During Yearly Meeting (YM) 2025 we heard the following passage from Matthew’s gospel read several times: ‘See, I am sending you out like sheep into the midst of wolves; so be wise as serpents and innocent as doves’ (10:16). So it feels right that it is rendered in the Epistle. 

I note that most Meetings (certainly up our way) use the translation I’ve used here – the New Revised Standard Version. But this translation may trip Friends up if they are not from a Bible-handling tradition. To this end, I’d like to offer a few quick notes.

First, the paragraphing of chapters and sections in the New Testament are the result of modern editorial choices. Some versions have the ‘serpents and doves’ passage rendered at the end of the paragraph, followed by a new section header (‘Coming persecutions’). This is then followed by verses 17-23, which served to prepare the church for persecution (‘you will be dragged before governors and kings for my sake’, and so-forth). Other translations, however, begin the paragraph on church persecution with the ‘serpents and doves’ saying. In the original Greek there is no such paragraphing or subtitling – the text is continuous.

It follows, then, that no matter the paragraphing in your particular translation, it is highly likely that the author intends us to read the ‘serpents and doves’ passage in the context of the persecution of the church that follows directly thereafter. This is tacitly attested to by the translation of akeraios to ‘innocent’. Indeed, the use of this word bears witness to the legalistic context of the following section. More literally, however, akeraios means ‘unmixed’ or ‘pure’, so a rendering of ‘simple’, rather than ‘innocent’, would be appropriate, if not better.

We know that ‘innocence’ as a concept is contestable. Is a soldier under the duress of their orders innocent? Simplicity is a less contestable concept (see, for example ‘We do utterly deny all outward wars and strife and fighting with outward weapons’).

I would like to suggest, then, that ‘wise as serpents and simple as doves’ is the most accurate translation – and the most Quakerly, too.

Jo Baynham


Seeing patterns

I was dismayed and shocked to read in the report of Yearly Meeting (13 June) that the clerk had to warn Friends to ‘be kind to staff’. How can we justify our concept of looking for that of God in everyone if we are unkind to those who are working to help us?

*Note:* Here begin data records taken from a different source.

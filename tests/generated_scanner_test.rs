// Runs the scanners that the build script generated from the scenario specifications.
// Run with `cargo test --test generated_scanner_test`

use std::{cell::RefCell, io::Write, rc::Rc};

include!(concat!(env!("OUT_DIR"), "/longest.rs"));
include!(concat!(env!("OUT_DIR"), "/trailing.rs"));
include!(concat!(env!("OUT_DIR"), "/reject.rs"));
include!(concat!(env!("OUT_DIR"), "/reject_all.rs"));
include!(concat!(env!("OUT_DIR"), "/conditions.rs"));
include!(concat!(env!("OUT_DIR"), "/buffer.rs"));
include!(concat!(env!("OUT_DIR"), "/inline.rs"));
include!(concat!(env!("OUT_DIR"), "/echo.rs"));
include!(concat!(env!("OUT_DIR"), "/order_ab.rs"));
include!(concat!(env!("OUT_DIR"), "/order_ba.rs"));

/// An output that can be inspected after the scanner took ownership of it.
#[derive(Debug, Default, Clone)]
struct SharedOutput(Rc<RefCell<Vec<u8>>>);

impl SharedOutput {
    fn contents(&self) -> String {
        String::from_utf8_lossy(&self.0.borrow()).into_owned()
    }
}

impl Write for SharedOutput {
    fn write(&mut self, buf: &[u8]) -> std::io::Result<usize> {
        self.0.borrow_mut().write(buf)
    }

    fn flush(&mut self) -> std::io::Result<()> {
        Ok(())
    }
}

/// Scans the whole input. Returns the tokens with their texts and the output.
macro_rules! scan {
    ($scanner:ident, $input:expr) => {{
        let _ = env_logger::builder().is_test(true).try_init();
        let output = SharedOutput::default();
        let mut scanner = $scanner::yy_scanner_builder()
            .build($input.as_bytes(), output.clone())
            .unwrap();
        let mut tokens = Vec::new();
        loop {
            let token = scanner.yylex().unwrap();
            if token == $scanner::END_OF_INPUT {
                break;
            }
            tokens.push((token, scanner.yytext().into_owned()));
        }
        (tokens, output.contents())
    }};
}

fn tokens(expected: &[(i32, &str)]) -> Vec<(i32, String)> {
    expected
        .iter()
        .map(|(token, text)| (*token, text.to_string()))
        .collect()
}

#[test]
fn test_longest_match_wins() {
    let (scanned, output) = scan!(longest, "aaa");
    assert_eq!(scanned, tokens(&[(1, "aaa")]));
    assert_eq!(output, "");
}

#[test]
fn test_unmatched_input_passes_through() {
    let (scanned, output) = scan!(longest, "baab");
    assert_eq!(scanned, tokens(&[(1, "aa")]));
    assert_eq!(output, "bb");
}

#[test]
fn test_trailing_context_is_not_consumed() {
    let (scanned, output) = scan!(trailing, "abc");
    assert_eq!(scanned, tokens(&[(1, "ab")]));
    assert_eq!(output, "c");
}

#[test]
fn test_missing_trailing_context() {
    let (scanned, output) = scan!(trailing, "abd");
    assert!(scanned.is_empty());
    assert_eq!(output, "abd");
}

#[test]
fn test_reject_to_equal_length_rule() {
    let (scanned, output) = scan!(reject, "keyword other");
    assert_eq!(scanned, tokens(&[(2, "keyword"), (1, "other")]));
    assert_eq!(output, " ");
}

#[test]
fn test_reject_to_shorter_rule() {
    let (scanned, output) = scan!(reject, "42");
    assert_eq!(scanned, tokens(&[(3, "4"), (3, "2")]));
    assert_eq!(output, "");
}

#[test]
fn test_reject_falls_back_to_passthrough() {
    let (scanned, output) = scan!(reject_all, "xxyx");
    assert!(scanned.is_empty());
    assert_eq!(output, "xxyx");
}

#[test]
fn test_exclusive_start_condition() {
    let (scanned, output) = scan!(conditions, "ab\"cd ef\"\n");
    assert_eq!(
        scanned,
        tokens(&[
            (14, "ab"),
            (10, "\""),
            (11, "cd ef"),
            (12, "\""),
            (13, "\n")
        ])
    );
    assert_eq!(output, "");
}

#[test]
fn test_exclusive_start_condition_ignores_rules_without_conditions() {
    let (scanned, _) = scan!(conditions, "\"abc\"");
    // `[a-z]+` would win in an inclusive start condition.
    assert_eq!(scanned, tokens(&[(10, "\""), (11, "abc"), (12, "\"")]));
}

#[test]
fn test_inclusive_start_condition() {
    let (scanned, output) = scan!(conditions, "12@12 x\n");
    assert_eq!(
        scanned,
        tokens(&[(15, "12"), (14, "x"), (13, "\n")])
    );
    // `[0-9]+` is only active in TAG.
    assert_eq!(output, "12 ");
}

#[test]
fn test_line_start_anchor() {
    let (scanned, output) = scan!(buffer, "#abc\n#d a#b");
    assert_eq!(
        scanned,
        tokens(&[(20, "#abc"), (20, "#d"), (22, "a"), (22, "b")])
    );
    assert_eq!(output, "#");
}

#[test]
fn test_yyless() {
    let (scanned, _) = scan!(buffer, "lessons");
    assert_eq!(scanned, tokens(&[(21, "less"), (22, "ons")]));
}

#[test]
fn test_yymore() {
    let (scanned, _) = scan!(buffer, "more-over");
    assert_eq!(scanned, tokens(&[(22, "more-over")]));
}

#[test]
fn test_unput() {
    let (scanned, _) = scan!(buffer, "!ab");
    assert_eq!(scanned, tokens(&[(23, "!"), (22, "yxab")]));
}

#[test]
fn test_input() {
    let (scanned, output) = scan!(buffer, "?z?");
    assert_eq!(scanned, tokens(&[(i32::from(b'z'), "?"), (-1, "?")]));
    assert_eq!(output, "");
}

#[test]
fn test_action_inline_runs_first() {
    let (scanned, _) = scan!(inline, "abc def");
    assert_eq!(scanned, tokens(&[(30, "abc"), (30, "def")]));
}

#[test]
fn test_echo_and_output() {
    let (scanned, output) = scan!(echo, "a1 x22\n");
    assert!(scanned.is_empty());
    assert_eq!(output, "a11 <x>2222\n");
    assert_eq!(echo::rule_count(), 3);
}

#[test]
fn test_rule_order_breaks_ties() {
    let (scanned, _) = scan!(order_ab, "abc");
    assert_eq!(scanned, tokens(&[(1, "abc")]));
    let (scanned, _) = scan!(order_ba, "abc");
    assert_eq!(scanned, tokens(&[(2, "abc")]));
}

#[test]
fn test_rule_order_does_not_change_longest_match() {
    for input in ["abcd", "ab", "abcdefg hi"] {
        assert_eq!(scan!(order_ab, input), scan!(order_ba, input), "{input}");
    }
}

#[test]
fn test_start_condition_constants() {
    assert_eq!(conditions::INITIAL, 0);
    assert_eq!(conditions::STR, 1);
    assert_eq!(conditions::TAG, 2);
    assert_eq!(
        conditions::YY_START_CONDITIONS,
        &[(0, false), (1, true), (2, false)]
    );
}

#[test]
fn test_scanner_is_resumable() {
    let mut scanner = longest::yy_scanner_builder()
        .build("aa b aaa".as_bytes(), std::io::sink())
        .unwrap();
    assert_eq!(scanner.yylex().unwrap(), 1);
    assert_eq!(scanner.yytext(), "aa");
    assert_eq!(scanner.yylex().unwrap(), 1);
    assert_eq!(scanner.yytext(), "aaa");
    assert_eq!(scanner.yylex().unwrap(), longest::END_OF_INPUT);
    assert_eq!(scanner.yylex().unwrap(), longest::END_OF_INPUT);
}
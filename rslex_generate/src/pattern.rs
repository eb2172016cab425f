//! Module that encodes lex patterns as Rust string literals.
//!
//! Lex patterns use a few escapes the regex engine does not know, namely three digit octal
//! escapes and `\0`. These are decoded here. All other backslash sequences are kept, so that the
//! regex engine interprets them.

/// Encodes a lex pattern as Rust string literal, including the quotes.
///
/// The value of the literal is the regex text for the regex engine of the runtime.
/// The encoding never fails. Invalid regex syntax is detected when the decoded pattern is parsed.
///
/// ```
/// use rslex_generate::encode_pattern;
///
/// assert_eq!(encode_pattern(r#"a"b"#), r#""a\"b""#);
/// assert_eq!(encode_pattern(r"\101+"), r#""A+""#);
/// assert_eq!(encode_pattern(r"\d+"), r#""\\d+""#);
/// ```
pub fn encode_pattern(pattern: &str) -> String {
    let bytes = pattern.as_bytes();
    let mut out = String::with_capacity(pattern.len() + 2);
    out.push('"');
    let mut chars = pattern.char_indices();
    while let Some((i, c)) = chars.next() {
        match c {
            '"' => out.push_str("\\\""),
            '\\' => {
                // Escape sequences only consume ASCII characters.
                let consumed = encode_escape(&bytes[i + 1..], &mut out);
                for _ in 0..consumed {
                    chars.next();
                }
            }
            c if (c as u32) < 0x20 => push_hex_escape(&mut out, c as u32),
            c => out.push(c),
        }
    }
    out.push('"');
    out
}

/// Encodes the escape sequence after a backslash.
/// Returns the number of bytes consumed after the backslash.
fn encode_escape(rest: &[u8], out: &mut String) -> usize {
    match rest {
        // A trailing backslash is a literal backslash.
        [] => {
            out.push_str(r"\\\\");
            0
        }
        [a, b, c, ..] if is_octal_digit(*a) && is_octal_digit(*b) && is_octal_digit(*c) => {
            let value = (digit_value(*a, 8) << 6) | (digit_value(*b, 8) << 3) | digit_value(*c, 8);
            push_code_point(out, value);
            3
        }
        [b'0', ..] => {
            out.push_str(r"\x00");
            1
        }
        [b'x' | b'X', h, l, ..] if h.is_ascii_hexdigit() && l.is_ascii_hexdigit() => {
            let value = (digit_value(*h, 16) << 4) | digit_value(*l, 16);
            push_code_point(out, value);
            3
        }
        [b'\\', ..] => {
            out.push_str(r"\\\\");
            1
        }
        _ => {
            out.push_str(r"\\");
            0
        }
    }
}

#[inline]
fn is_octal_digit(d: u8) -> bool {
    (b'0'..=b'7').contains(&d)
}

#[inline]
fn digit_value(d: u8, radix: u32) -> u32 {
    char::from(d).to_digit(radix).unwrap_or_default()
}

/// Writes a decoded code point so that the regex engine matches it literally.
fn push_code_point(out: &mut String, value: u32) {
    match char::from_u32(value) {
        Some(c) if value >= 0x20 => {
            let mut buffer = [0; 4];
            for e in regex_syntax::escape(c.encode_utf8(&mut buffer)).chars() {
                match e {
                    '\\' => out.push_str(r"\\"),
                    '"' => out.push_str("\\\""),
                    e => out.push(e),
                }
            }
        }
        _ => push_hex_escape(out, value),
    }
}

fn push_hex_escape(out: &mut String, value: u32) {
    out.push_str(&format!("\\x{:02x}", value));
}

The solidity of a chain is dependent on the strength of the weakest link. Each of us has to think deeply about how we react to people. Remember George Fox: ‘Be patterns, be examples in all countries, places, islands, nations… that your carriage and life may preach among all sorts of people, and to them; then you will come to walk cheerfully over the world, answering that of God in every one.’